__Exercise prompt__
Give again, unaltered, the lines of the listing below that run from the line having "signed read-only endpoints" through the line having "pub async fn balances(&self)".

__Records for this task__
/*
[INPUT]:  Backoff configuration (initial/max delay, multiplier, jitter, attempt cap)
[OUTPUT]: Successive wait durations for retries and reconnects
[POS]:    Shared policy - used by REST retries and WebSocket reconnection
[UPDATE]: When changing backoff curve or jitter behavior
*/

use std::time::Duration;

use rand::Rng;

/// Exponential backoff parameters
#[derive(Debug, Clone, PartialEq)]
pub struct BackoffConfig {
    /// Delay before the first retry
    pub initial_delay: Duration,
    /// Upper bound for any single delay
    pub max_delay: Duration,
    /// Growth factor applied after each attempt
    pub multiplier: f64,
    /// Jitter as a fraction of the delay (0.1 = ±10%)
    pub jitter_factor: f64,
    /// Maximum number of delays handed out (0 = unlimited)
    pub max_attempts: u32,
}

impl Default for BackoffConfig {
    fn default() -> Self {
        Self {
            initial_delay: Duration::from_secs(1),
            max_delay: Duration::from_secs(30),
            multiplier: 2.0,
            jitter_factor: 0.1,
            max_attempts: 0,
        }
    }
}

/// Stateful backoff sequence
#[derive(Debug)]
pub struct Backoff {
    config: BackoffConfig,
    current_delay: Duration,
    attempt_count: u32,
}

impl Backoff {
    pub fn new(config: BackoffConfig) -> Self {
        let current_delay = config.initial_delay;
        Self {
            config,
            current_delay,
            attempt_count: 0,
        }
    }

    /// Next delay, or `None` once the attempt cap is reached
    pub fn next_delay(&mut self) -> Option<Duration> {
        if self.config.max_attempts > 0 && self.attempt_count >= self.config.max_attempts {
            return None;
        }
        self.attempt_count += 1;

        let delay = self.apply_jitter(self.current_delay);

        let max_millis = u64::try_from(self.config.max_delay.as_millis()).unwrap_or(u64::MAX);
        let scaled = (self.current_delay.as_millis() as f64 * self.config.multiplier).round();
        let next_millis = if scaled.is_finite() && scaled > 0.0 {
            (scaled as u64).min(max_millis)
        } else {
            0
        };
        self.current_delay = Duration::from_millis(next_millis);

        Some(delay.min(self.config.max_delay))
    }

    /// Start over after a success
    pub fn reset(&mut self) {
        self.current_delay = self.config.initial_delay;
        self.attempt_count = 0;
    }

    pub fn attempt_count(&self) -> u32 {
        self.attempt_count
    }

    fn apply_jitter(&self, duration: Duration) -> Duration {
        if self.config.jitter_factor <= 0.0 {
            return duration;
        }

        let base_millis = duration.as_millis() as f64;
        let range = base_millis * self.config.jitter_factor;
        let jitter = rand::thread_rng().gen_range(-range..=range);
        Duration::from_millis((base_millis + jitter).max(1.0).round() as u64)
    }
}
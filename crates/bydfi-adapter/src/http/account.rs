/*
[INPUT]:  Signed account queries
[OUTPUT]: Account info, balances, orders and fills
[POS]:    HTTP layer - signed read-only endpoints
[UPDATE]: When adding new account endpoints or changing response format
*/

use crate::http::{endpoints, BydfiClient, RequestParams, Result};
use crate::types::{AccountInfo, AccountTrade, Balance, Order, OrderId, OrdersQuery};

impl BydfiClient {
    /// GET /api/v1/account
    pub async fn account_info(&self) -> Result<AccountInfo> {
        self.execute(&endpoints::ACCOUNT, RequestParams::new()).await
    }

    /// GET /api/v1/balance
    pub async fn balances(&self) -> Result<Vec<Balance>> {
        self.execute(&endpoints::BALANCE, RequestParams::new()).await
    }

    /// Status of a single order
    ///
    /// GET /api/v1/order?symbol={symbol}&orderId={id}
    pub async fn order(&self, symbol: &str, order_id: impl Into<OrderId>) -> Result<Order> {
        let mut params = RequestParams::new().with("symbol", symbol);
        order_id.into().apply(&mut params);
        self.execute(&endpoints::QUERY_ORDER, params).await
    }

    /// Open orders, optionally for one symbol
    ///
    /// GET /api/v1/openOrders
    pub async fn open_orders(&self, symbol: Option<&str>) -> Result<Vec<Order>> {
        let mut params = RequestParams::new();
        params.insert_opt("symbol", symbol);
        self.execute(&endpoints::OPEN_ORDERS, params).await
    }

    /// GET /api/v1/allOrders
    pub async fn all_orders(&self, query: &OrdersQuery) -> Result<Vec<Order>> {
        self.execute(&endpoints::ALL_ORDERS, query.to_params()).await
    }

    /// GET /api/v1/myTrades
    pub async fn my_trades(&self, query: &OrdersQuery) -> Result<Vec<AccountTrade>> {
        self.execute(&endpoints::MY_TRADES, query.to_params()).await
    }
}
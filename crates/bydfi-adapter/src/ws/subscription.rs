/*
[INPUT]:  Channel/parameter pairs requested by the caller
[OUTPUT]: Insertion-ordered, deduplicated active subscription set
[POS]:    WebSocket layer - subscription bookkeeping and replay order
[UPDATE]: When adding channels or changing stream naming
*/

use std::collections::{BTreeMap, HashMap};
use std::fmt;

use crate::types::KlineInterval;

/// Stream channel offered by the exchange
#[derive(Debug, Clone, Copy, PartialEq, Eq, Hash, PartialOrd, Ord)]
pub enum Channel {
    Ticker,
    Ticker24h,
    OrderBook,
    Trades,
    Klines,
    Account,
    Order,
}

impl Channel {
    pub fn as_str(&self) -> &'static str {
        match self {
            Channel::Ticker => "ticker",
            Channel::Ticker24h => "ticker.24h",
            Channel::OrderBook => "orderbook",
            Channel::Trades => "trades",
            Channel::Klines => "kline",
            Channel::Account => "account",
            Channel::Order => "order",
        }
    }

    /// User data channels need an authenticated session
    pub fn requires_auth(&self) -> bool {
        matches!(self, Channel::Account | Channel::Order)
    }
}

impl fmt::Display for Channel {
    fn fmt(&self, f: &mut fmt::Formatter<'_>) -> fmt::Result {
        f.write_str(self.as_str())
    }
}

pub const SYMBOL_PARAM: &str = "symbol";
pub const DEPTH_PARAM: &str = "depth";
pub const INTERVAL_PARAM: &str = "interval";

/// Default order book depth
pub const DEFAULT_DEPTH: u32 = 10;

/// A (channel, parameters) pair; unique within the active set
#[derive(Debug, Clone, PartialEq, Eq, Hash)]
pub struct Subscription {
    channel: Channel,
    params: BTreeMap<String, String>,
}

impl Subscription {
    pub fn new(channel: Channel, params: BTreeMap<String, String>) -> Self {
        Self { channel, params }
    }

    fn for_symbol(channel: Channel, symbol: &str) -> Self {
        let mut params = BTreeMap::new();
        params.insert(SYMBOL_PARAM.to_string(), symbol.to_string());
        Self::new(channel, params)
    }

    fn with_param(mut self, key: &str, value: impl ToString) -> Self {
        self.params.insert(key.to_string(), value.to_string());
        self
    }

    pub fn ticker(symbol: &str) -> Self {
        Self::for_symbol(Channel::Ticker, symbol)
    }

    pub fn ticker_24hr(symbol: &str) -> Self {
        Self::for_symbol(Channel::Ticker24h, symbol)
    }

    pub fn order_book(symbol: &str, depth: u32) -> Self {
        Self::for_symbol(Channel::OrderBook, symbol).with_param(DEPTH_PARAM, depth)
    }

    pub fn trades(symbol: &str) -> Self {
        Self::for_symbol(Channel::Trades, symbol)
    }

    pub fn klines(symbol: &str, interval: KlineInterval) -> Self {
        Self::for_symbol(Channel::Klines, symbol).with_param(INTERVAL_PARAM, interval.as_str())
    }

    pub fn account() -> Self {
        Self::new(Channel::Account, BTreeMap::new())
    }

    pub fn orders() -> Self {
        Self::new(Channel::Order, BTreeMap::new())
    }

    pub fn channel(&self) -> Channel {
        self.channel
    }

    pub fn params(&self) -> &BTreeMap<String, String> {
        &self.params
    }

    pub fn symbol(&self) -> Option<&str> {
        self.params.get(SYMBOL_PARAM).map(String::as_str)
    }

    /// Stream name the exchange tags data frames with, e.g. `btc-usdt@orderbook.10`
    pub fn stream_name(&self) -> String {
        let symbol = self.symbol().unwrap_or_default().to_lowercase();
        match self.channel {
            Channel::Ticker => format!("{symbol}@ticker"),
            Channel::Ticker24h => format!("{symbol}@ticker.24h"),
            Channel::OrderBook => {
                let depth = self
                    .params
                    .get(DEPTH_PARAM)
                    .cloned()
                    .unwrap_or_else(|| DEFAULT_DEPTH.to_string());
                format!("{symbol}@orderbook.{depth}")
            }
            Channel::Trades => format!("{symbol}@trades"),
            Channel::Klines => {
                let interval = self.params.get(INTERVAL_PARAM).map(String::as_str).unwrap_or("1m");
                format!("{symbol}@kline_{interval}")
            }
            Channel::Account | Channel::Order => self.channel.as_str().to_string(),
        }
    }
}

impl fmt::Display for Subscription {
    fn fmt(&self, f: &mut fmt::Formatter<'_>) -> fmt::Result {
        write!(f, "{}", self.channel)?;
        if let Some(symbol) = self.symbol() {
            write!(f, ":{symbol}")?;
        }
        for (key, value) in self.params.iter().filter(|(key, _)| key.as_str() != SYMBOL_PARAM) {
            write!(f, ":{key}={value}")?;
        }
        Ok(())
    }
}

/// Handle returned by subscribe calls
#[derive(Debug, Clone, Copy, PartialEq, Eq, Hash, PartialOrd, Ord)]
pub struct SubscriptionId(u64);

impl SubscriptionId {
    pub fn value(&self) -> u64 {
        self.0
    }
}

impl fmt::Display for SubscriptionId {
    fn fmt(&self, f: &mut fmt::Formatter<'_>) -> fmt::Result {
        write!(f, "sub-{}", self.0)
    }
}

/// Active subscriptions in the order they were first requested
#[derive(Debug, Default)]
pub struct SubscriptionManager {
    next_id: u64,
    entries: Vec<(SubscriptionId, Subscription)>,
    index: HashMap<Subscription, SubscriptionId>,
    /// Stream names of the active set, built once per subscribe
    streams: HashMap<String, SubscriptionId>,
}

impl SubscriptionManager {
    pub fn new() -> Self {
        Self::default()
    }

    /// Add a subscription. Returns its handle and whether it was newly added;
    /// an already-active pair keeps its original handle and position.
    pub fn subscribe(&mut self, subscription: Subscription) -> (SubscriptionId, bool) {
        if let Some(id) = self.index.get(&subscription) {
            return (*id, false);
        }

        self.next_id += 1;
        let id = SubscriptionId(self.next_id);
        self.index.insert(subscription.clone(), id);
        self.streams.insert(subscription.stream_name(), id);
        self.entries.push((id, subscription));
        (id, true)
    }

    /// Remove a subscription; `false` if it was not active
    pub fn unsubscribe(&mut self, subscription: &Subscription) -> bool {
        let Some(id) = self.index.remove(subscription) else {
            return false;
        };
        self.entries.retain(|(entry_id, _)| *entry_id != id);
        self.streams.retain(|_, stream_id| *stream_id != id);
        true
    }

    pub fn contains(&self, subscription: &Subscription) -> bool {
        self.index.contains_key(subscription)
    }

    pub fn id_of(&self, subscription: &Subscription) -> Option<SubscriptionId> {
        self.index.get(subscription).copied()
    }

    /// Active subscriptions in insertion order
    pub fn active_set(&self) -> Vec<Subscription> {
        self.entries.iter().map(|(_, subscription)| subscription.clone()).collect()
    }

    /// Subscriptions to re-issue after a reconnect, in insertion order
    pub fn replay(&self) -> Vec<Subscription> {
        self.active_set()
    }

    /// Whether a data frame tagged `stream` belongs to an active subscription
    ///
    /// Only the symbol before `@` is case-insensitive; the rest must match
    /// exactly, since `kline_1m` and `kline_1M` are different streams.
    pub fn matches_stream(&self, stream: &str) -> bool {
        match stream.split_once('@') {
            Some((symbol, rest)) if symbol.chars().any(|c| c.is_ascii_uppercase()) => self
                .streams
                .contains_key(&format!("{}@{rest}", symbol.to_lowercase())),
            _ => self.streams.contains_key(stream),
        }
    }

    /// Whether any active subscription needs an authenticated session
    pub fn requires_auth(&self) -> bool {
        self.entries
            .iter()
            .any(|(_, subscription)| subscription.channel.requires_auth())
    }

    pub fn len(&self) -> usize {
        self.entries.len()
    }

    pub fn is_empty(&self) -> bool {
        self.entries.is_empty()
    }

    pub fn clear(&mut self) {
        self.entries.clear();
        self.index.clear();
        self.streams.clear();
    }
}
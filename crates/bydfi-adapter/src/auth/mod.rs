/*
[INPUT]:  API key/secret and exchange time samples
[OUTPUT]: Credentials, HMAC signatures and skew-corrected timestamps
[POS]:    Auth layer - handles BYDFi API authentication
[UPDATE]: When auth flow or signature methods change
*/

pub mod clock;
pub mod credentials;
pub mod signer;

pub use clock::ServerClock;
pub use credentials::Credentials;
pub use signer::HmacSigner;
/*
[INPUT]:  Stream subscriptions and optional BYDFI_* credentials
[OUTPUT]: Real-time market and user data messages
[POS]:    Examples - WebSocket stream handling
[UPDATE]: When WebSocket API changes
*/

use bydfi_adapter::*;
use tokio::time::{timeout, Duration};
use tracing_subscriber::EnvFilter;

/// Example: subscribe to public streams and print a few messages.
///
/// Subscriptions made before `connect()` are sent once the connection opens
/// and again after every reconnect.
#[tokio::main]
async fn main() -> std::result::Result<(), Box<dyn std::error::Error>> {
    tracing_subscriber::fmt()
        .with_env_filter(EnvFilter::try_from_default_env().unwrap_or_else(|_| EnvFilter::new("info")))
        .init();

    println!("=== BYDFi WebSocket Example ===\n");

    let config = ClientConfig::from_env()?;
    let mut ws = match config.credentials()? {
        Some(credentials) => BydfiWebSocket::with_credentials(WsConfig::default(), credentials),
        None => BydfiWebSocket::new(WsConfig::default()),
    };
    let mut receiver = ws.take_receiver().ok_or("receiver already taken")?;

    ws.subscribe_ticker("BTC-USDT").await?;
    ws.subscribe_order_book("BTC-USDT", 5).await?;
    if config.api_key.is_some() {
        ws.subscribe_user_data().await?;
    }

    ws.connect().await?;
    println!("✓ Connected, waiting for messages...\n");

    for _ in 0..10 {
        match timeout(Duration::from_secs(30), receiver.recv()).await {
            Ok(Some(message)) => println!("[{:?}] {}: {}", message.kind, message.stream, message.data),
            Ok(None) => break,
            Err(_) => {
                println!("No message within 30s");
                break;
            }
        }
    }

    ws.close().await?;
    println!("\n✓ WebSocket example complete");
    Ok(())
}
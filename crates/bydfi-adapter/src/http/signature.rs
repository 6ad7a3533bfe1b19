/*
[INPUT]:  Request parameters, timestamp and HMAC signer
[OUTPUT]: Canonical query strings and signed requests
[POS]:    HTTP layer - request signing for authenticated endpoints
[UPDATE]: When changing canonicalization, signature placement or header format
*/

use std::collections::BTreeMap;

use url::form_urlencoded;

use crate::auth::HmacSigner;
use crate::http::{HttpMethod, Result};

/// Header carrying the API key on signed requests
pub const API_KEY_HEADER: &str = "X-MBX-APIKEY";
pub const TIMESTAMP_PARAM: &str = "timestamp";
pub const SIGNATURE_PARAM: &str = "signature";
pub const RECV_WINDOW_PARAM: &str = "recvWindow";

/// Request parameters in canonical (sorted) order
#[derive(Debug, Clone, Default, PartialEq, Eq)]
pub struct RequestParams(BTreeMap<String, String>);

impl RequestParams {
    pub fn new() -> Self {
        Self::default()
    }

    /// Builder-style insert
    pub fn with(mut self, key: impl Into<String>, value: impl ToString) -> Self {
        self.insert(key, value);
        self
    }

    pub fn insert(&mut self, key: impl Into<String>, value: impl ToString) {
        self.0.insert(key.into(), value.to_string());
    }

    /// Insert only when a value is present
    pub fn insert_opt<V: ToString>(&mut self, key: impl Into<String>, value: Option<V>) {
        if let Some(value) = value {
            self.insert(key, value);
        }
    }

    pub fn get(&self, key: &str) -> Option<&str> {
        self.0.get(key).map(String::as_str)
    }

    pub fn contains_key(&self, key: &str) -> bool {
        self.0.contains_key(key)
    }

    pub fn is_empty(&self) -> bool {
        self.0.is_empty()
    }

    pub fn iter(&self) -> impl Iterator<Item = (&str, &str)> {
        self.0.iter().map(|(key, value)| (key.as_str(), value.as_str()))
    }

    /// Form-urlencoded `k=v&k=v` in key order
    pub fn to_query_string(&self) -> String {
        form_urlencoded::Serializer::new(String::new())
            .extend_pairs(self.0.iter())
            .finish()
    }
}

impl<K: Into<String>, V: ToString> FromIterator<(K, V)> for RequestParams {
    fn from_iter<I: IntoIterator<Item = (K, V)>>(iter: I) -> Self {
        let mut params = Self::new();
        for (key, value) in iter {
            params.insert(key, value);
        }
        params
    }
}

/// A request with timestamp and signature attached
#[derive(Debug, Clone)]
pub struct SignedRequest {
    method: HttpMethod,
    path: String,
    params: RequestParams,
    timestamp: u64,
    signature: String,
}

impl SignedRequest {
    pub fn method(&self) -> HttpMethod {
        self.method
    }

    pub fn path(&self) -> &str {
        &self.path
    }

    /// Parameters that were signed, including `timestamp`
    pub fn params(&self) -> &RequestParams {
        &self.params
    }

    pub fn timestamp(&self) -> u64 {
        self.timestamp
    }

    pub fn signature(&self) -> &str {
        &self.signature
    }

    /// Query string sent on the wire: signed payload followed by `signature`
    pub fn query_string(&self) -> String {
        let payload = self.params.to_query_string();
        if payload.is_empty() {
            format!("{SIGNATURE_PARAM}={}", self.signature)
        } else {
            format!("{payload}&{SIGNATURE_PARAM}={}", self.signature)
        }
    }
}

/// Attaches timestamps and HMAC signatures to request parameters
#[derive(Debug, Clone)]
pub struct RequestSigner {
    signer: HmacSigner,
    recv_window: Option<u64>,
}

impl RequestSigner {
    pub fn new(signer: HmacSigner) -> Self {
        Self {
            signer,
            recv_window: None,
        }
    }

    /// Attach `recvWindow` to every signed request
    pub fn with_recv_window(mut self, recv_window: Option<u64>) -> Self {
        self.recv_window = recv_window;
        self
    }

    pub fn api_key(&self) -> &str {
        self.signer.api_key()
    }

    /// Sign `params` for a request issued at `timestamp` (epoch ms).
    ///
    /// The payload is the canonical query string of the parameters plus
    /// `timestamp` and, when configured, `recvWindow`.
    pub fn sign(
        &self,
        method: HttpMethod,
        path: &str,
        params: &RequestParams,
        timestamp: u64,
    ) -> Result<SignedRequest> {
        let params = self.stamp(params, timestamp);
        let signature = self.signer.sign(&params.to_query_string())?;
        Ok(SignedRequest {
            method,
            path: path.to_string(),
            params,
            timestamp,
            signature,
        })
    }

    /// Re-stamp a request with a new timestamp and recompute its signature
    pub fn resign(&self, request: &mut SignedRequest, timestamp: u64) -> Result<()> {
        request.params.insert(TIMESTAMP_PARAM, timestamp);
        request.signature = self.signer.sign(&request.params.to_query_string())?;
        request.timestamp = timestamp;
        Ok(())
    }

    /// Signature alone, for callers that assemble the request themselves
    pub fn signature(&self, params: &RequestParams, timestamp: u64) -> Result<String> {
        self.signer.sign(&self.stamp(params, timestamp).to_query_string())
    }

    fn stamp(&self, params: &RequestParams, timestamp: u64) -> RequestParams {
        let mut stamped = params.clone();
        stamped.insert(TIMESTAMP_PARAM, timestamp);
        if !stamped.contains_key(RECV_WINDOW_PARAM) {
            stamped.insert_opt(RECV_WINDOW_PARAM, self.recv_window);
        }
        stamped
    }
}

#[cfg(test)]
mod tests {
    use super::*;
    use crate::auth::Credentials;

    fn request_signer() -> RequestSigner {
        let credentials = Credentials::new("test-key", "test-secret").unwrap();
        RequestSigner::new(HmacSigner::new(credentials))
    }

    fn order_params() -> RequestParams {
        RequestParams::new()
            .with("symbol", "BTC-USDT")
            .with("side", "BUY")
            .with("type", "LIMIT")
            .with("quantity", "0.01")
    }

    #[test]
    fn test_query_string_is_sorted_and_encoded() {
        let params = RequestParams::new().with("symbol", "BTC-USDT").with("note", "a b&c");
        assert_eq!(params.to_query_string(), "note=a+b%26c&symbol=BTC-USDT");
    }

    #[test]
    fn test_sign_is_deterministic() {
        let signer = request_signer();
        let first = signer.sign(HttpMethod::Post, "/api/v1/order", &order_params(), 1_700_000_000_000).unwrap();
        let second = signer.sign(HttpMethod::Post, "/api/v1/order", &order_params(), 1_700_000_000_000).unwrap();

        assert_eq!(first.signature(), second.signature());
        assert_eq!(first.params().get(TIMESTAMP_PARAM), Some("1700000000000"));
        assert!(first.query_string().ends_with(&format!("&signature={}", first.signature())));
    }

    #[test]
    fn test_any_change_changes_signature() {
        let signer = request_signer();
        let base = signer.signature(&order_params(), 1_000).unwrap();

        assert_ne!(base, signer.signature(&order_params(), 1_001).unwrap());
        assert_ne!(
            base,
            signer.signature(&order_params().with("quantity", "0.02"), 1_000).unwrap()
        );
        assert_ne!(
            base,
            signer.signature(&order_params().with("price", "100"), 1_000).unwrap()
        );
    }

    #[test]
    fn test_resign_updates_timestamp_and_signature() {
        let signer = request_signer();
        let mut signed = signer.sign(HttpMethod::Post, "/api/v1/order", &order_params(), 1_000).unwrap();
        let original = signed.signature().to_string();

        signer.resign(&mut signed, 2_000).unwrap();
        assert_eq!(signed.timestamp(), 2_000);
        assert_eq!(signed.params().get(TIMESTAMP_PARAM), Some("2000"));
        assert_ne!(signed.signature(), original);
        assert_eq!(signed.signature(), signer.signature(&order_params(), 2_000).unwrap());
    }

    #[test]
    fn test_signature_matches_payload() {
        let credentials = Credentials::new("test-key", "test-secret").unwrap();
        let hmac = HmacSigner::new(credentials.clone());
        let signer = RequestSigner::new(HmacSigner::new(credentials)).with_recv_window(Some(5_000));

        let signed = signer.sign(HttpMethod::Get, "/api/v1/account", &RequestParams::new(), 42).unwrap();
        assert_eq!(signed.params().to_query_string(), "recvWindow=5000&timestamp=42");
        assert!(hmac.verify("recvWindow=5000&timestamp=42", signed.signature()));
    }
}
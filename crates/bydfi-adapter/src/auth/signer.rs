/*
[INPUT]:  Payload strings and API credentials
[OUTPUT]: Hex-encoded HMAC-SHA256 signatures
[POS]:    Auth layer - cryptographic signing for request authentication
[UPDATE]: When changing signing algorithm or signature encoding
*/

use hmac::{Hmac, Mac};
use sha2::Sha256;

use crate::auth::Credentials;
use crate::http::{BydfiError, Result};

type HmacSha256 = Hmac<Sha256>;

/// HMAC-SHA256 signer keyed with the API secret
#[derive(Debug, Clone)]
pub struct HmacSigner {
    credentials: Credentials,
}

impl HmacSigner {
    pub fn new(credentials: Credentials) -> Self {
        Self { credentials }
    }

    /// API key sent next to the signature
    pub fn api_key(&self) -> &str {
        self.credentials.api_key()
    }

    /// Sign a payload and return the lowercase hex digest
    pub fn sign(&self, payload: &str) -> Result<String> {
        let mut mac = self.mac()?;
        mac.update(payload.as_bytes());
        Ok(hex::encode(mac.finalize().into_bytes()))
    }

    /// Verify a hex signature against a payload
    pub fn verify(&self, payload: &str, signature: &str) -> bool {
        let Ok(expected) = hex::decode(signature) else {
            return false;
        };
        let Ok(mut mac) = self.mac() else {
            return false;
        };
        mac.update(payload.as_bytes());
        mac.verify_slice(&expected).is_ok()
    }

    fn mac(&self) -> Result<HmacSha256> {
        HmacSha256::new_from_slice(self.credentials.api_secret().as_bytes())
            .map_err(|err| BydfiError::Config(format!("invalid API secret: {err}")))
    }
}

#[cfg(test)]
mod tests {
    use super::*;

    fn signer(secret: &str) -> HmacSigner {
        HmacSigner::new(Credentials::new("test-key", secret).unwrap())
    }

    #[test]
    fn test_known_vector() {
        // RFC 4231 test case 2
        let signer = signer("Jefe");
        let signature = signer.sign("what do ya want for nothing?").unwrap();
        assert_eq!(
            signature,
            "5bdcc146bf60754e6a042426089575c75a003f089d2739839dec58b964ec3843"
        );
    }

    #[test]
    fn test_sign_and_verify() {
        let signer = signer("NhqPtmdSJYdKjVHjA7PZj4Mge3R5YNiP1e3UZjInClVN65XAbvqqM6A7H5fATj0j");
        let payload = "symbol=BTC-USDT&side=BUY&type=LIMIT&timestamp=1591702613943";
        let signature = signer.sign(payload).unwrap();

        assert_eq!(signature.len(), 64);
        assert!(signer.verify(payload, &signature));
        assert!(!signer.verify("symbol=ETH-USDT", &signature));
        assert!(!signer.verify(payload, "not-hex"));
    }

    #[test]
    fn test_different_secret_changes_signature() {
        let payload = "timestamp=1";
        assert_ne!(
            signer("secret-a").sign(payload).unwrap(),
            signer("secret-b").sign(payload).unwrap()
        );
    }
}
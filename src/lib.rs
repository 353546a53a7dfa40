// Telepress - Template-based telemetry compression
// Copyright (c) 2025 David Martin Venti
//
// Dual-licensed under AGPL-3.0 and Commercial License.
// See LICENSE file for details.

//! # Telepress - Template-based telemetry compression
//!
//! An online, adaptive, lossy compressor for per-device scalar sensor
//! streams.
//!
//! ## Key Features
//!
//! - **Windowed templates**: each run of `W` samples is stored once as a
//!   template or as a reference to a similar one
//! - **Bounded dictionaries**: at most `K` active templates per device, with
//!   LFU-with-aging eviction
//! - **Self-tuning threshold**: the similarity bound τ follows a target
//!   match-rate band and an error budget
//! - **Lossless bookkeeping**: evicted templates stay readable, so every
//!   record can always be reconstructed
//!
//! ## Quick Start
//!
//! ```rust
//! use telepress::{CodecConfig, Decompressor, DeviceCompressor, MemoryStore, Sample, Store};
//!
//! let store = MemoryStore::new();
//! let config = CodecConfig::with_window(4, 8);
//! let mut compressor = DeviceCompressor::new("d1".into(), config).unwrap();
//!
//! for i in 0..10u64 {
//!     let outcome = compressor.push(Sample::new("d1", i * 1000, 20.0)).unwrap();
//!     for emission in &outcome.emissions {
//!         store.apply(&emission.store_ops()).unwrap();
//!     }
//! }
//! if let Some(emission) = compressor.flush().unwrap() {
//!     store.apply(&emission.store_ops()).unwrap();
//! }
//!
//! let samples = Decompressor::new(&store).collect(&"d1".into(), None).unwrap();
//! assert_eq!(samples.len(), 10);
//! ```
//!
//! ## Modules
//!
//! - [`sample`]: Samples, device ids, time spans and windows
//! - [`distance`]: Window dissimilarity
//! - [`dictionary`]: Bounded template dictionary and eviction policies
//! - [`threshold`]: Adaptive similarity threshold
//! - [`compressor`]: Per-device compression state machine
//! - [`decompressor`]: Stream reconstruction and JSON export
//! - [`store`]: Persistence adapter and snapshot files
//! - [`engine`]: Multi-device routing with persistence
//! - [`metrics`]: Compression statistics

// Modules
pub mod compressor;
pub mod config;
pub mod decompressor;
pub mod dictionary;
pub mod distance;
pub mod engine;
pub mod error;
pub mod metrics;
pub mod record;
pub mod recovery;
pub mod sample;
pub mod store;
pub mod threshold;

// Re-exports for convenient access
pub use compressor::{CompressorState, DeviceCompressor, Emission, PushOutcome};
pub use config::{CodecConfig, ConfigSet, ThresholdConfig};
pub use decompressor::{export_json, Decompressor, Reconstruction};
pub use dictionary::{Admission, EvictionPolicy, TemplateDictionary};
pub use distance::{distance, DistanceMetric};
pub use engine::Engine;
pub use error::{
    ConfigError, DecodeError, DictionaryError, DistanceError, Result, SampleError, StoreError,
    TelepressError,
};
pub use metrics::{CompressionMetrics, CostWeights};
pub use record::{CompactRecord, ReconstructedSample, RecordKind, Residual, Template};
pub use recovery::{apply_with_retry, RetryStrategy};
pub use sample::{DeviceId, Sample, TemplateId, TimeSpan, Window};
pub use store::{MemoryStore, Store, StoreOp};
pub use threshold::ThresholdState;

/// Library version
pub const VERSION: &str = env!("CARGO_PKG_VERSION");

__Result of this task__
[POS]:    HTTP layer - signed read-only endpoints
[UPDATE]: When adding new account endpoints or changing response format
*/

use crate::http::{endpoints, BydfiClient, RequestParams, Result};
use crate::types::{AccountInfo, AccountTrade, Balance, Order, OrderId, OrdersQuery};

impl BydfiClient {
    /// GET /api/v1/account
    pub async fn account_info(&self) -> Result<AccountInfo> {
        self.execute(&endpoints::ACCOUNT, RequestParams::new()).await
    }

    /// GET /api/v1/balance
    pub async fn balances(&self) -> Result<Vec<Balance>> {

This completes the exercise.